The Division of Examinations at the Securities and Exchange Commission (SEC) issued a risk alert detailing recent issues observed by inspectors regarding compliance with the agency’s identity theft red flags rule.

The risk alert, issued Monday, aims to help registered broker-dealers, investment firms, and certain investment advisers enact effective policies and procedures to comply with Regulation S-ID, which was implemented in 2013 by the SEC and Commodity Futures Trading Commission as part of the Dodd-Frank Act. The rule requires registered entities to develop and implement an identity theft prevention program for covered accounts that includes how a firm finds possible identity theft attempts and handles them.

“The risk alert makes it clear firms should review and update their policies and procedures when new business lines are acquired or when risk profiles change,” said Ignacio Sandoval, partner at Morgan Lewis and former special counsel within the SEC’s Division of Trading and Markets. “It’s a reminder to give this rule as much weight as you do to other risk monitoring rules.”

Of note, the SEC in June fined JPMorgan Securities, UBS Financial Services, and TradeStation Securities for violations of Regulation S-ID.

Sandoval said the risk alert also highlighted a compliance disconnect that can occur at firms, where what was written into policies and procedures doesn’t keep up with changes in the firm’s business.

“When what’s happening on the ground changes, that has to be reflected in your written program,” he said.

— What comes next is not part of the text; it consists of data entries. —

//! Month view controller.
//!
//! ```text
//! Loading -> Viewing -> ModalOpen -> Saving -> (reload) Viewing
//!                           |  ^
//!                           v  | cancel
//!                    ConfirmingDelete -> Deleting -> (reload) Viewing
//! ```

use chrono::NaiveDate;
use platform_store::StoreError;
use thiserror::Error;
use tracing::{info, warn};
use uuid::Uuid;

use crate::{
    grid::{self, CalendarError, DayCell, MonthCursor, MonthGrid},
    model::{CalendarEvent, EventDraft},
    store::EventStore,
};

/// The modal buffer, plus the id when editing an existing event.
#[derive(Clone, Debug, PartialEq, Eq)]
pub struct EventEditor {
    pub event_id: Option<Uuid>,
    pub draft: EventDraft,
}

#[derive(Clone, Debug, PartialEq, Eq)]
pub enum ScreenState {
    Loading,
    Viewing,
    ModalOpen(EventEditor),
    Saving(EventEditor),
    ConfirmingDelete(EventEditor),
    Deleting(EventEditor),
}

impl ScreenState {
    pub fn name(&self) -> &'static str {
        match self {
            Self::Loading => "loading",
            Self::Viewing => "viewing",
            Self::ModalOpen(_) => "modal open",
            Self::Saving(_) => "saving",
            Self::ConfirmingDelete(_) => "confirming delete",
            Self::Deleting(_) => "deleting",
        }
    }
}

#[derive(Debug, Error, Clone, PartialEq, Eq)]
pub enum ScreenError {
    #[error("cannot {action} while {state}")]
    InvalidTransition {
        action: &'static str,
        state: &'static str,
    },
    #[error("event {0} is not loaded")]
    UnknownEvent(Uuid),
    #[error(transparent)]
    Calendar(#[from] CalendarError),
    #[error(transparent)]
    Store(#[from] StoreError),
}

pub struct CalendarScreen<S> {
    store: S,
    cursor: MonthCursor,
    state: ScreenState,
    events: Vec<CalendarEvent>,
    upcoming: Vec<CalendarEvent>,
    error: Option<String>,
}

impl<S: EventStore> CalendarScreen<S> {
    pub fn new(store: S, cursor: MonthCursor) -> Self {
        Self {
            store,
            cursor,
            state: ScreenState::Loading,
            events: Vec::new(),
            upcoming: Vec::new(),
            error: None,
        }
    }

    pub fn cursor(&self) -> MonthCursor {
        self.cursor
    }

    pub fn state(&self) -> &ScreenState {
        &self.state
    }

    pub fn events(&self) -> &[CalendarEvent] {
        &self.events
    }

    pub fn upcoming(&self) -> &[CalendarEvent] {
        &self.upcoming
    }

    pub fn error(&self) -> Option<&str> {
        self.error.as_deref()
    }

    pub fn grid(&self) -> Result<MonthGrid, CalendarError> {
        self.cursor.grid()
    }

    pub fn events_on(&self, day: u32) -> Vec<&CalendarEvent> {
        grid::events_on(&self.events, self.cursor.year(), self.cursor.month0(), day)
    }

    pub fn is_today(&self, cell: DayCell, today: NaiveDate) -> bool {
        grid::is_today(cell, self.cursor.month0(), self.cursor.year(), today)
    }

    /// Fetch the visible month. Failures leave an inline error and an empty
    /// month; calling again retries.
    pub async fn load(&mut self) {
        self.state = ScreenState::Loading;
        let (month0, year) = (self.cursor.month0(), self.cursor.year());
        match self.store.list_month(month0, year).await {
            Ok(events) => {
                info!(month0, year, count = events.len(), "calendar month loaded");
                self.events = events;
                self.error = None;
            }
            Err(err) => {
                warn!(month0, year, error = %err, "calendar month load failed");
                self.events.clear();
                self.error = Some(format!("Error loading events: {}", err.message()));
            }
        }
        self.state = ScreenState::Viewing;
    }

    pub async fn load_upcoming(&mut self, today: NaiveDate, limit: u64) {
        match self.store.upcoming(today, limit).await {
            Ok(events) => self.upcoming = events,
            Err(err) => {
                warn!(error = %err, "upcoming events load failed");
                self.error = Some(format!("Error loading upcoming events: {}", err.message()));
            }
        }
    }

    pub async fn next_month(&mut self) -> Result<(), ScreenError> {
        self.go_to(self.cursor.next()).await
    }

    pub async fn previous_month(&mut self) -> Result<(), ScreenError> {
        self.go_to(self.cursor.previous()).await
    }

    pub async fn go_to(&mut self, cursor: MonthCursor) -> Result<(), ScreenError> {
        self.expect_viewing("navigate")?;
        self.cursor = cursor;
        self.load().await;
        Ok(())
    }

    pub fn open_create(&mut self, date: NaiveDate) -> Result<(), ScreenError> {
        self.expect_viewing("open the event editor")?;
        self.error = None;
        self.state = ScreenState::ModalOpen(EventEditor {
            event_id: None,
            draft: EventDraft::for_day(date),
        });
        Ok(())
    }

    pub fn open_edit(&mut self, id: Uuid) -> Result<(), ScreenError> {
        self.expect_viewing("open the event editor")?;
        let event = self
            .events
            .iter()
            .find(|event| event.id == id)
            .ok_or(ScreenError::UnknownEvent(id))?;
        self.error = None;
        self.state = ScreenState::ModalOpen(EventEditor {
            event_id: Some(id),
            draft: EventDraft::from_event(event),
        });
        Ok(())
    }

    pub fn draft_mut(&mut self) -> Option<&mut EventDraft> {
        match &mut self.state {
            ScreenState::ModalOpen(editor) => Some(&mut editor.draft),
            _ => None,
        }
    }

    /// Closes the modal, or backs out of a pending delete confirmation.
    pub fn cancel(&mut self) -> Result<(), ScreenError> {
        let next = match std::mem::replace(&mut self.state, ScreenState::Loading) {
            ScreenState::ModalOpen(_) => ScreenState::Viewing,
            ScreenState::ConfirmingDelete(editor) => ScreenState::ModalOpen(editor),
            other => {
                let state = other.name();
                self.state = other;
                return Err(ScreenError::InvalidTransition {
                    action: "cancel",
                    state,
                });
            }
        };
        self.state = next;
        Ok(())
    }

    pub async fn save(&mut self) -> Result<CalendarEvent, ScreenError> {
        let editor = self.take_modal("save")?;
        let (action, outcome) = match editor.draft.validate() {
            Err(report) => ("saving", Err(StoreError::from(report))),
            Ok(new) => {
                self.state = ScreenState::Saving(editor.clone());
                match editor.event_id {
                    Some(id) => ("updating", self.store.update(id, new).await),
                    None => ("creating", self.store.create(new).await),
                }
            }
        };
        match outcome {
            Ok(saved) => {
                info!(id = %saved.id, "calendar event saved");
                self.load().await;
                Ok(saved)
            }
            Err(err) => {
                self.error = Some(format!("Error {action} event: {}", err.message()));
                self.state = ScreenState::ModalOpen(editor);
                Err(err.into())
            }
        }
    }

    pub fn request_delete(&mut self) -> Result<(), ScreenError> {
        match &self.state {
            ScreenState::ModalOpen(editor) if editor.event_id.is_some() => {
                let editor = editor.clone();
                self.state = ScreenState::ConfirmingDelete(editor);
                Ok(())
            }
            other => Err(ScreenError::InvalidTransition {
                action: "delete",
                state: other.name(),
            }),
        }
    }

    pub async fn confirm_delete(&mut self) -> Result<(), ScreenError> {
        let editor = match std::mem::replace(&mut self.state, ScreenState::Loading) {
            ScreenState::ConfirmingDelete(editor) => editor,
            other => {
                let state = other.name();
                self.state = other;
                return Err(ScreenError::InvalidTransition {
                    action: "confirm delete",
                    state,
                });
            }
        };
        let Some(id) = editor.event_id else {
            self.state = ScreenState::ModalOpen(editor);
            return Err(ScreenError::InvalidTransition {
                action: "confirm delete",
                state: "creating",
            });
        };
        self.state = ScreenState::Deleting(editor.clone());
        match self.store.delete(id).await {
            Ok(()) => {
                info!(%id, "calendar event deleted");
                self.load().await;
                Ok(())
            }
            Err(err) => {
                self.error = Some(format!("Error deleting event: {}", err.message()));
                self.state = ScreenState::ModalOpen(editor);
                Err(err.into())
            }
        }
    }

    fn expect_viewing(&self, action: &'static str) -> Result<(), ScreenError> {
        if self.state == ScreenState::Viewing {
            Ok(())
        } else {
            Err(ScreenError::InvalidTransition {
                action,
                state: self.state.name(),
            })
        }
    }

    fn take_modal(&mut self, action: &'static str) -> Result<EventEditor, ScreenError> {
        match std::mem::replace(&mut self.state, ScreenState::Loading) {
            ScreenState::ModalOpen(editor) => Ok(editor),
            other => {
                let state = other.name();
                self.state = other;
                Err(ScreenError::InvalidTransition { action, state })
            }
        }
    }
}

Through their reviews, SEC examiners identified noncompliant practices by registered entities that may leave retail customers “vulnerable to identity theft and financial loss,” the alert said. Examples included:

  • Failing to identify covered accounts by not conducting an assessment on accounts, and as a result, failing to implement policies and procedures as required by Regulation S-ID.
  • Failing to assess whether new and additional accounts were covered accounts, like when firms merged with other firms. Examples of accounts that should have been covered accounts but were not included online accounts, retirement accounts, and other special purpose accounts.
  • Failing to conduct periodic risk assessments that would take into consideration “the methods provided to open, maintain, and closed accounts; methods to access different types of covered accounts; or previous experiences with identity theft.”
  • Failing to tailor the program to the business, using a generic program or incomplete template. Some firms “adopted programs that simply restated the requirements of the regulation without including processes for complying with the regulation.”
  • Failing to implement all the required elements of Regulation S-ID or noting “other policies and procedures outside of a written program constituted the firm’s process for detecting, preventing, and mitigating identity theft.”

Examiners also identified problems with firms’ identity theft red flag programs, including:

  • Failing to have policies and procedures that identified red flags for identity theft and appropriate measures to respond to those findings.
  • Failing to follow existing procedures to evaluate red flags.
  • Failing to respond to actual experiences with identity theft and establishing a procedure for adding red flags to programs. The risk alert said several firms experienced ongoing account takeovers over several years but did not include additional red flags in their program.
  • Policies and procedures that did not include any examples of actual red flags addressed by the firm.
  • Failing to have reasonable policies and procedures to respond to red flags but instead repurposing anti-money laundering procedures that didn’t detect whether the fraud was related to identity theft, like the use of forged credentials.
  • Failing to update identity theft red flag policies and procedures when making significant changes to the ways in which customers open and access their accounts.
  • Failing to incorporate new business lines from mergers and acquisitions into the firm’s identity theft red flags program.

Examination staff also found firms failed to keep their board or senior management informed about the program by not submitting regular reports or submitting reports that did not contain sufficient information for senior management to evaluate the program. They also found firms offered inadequate training to staff about the program or did not identify which employees should receive more training. Further, firms failed to adequately monitor the controls used by service providers that performed activities in connection with covered accounts.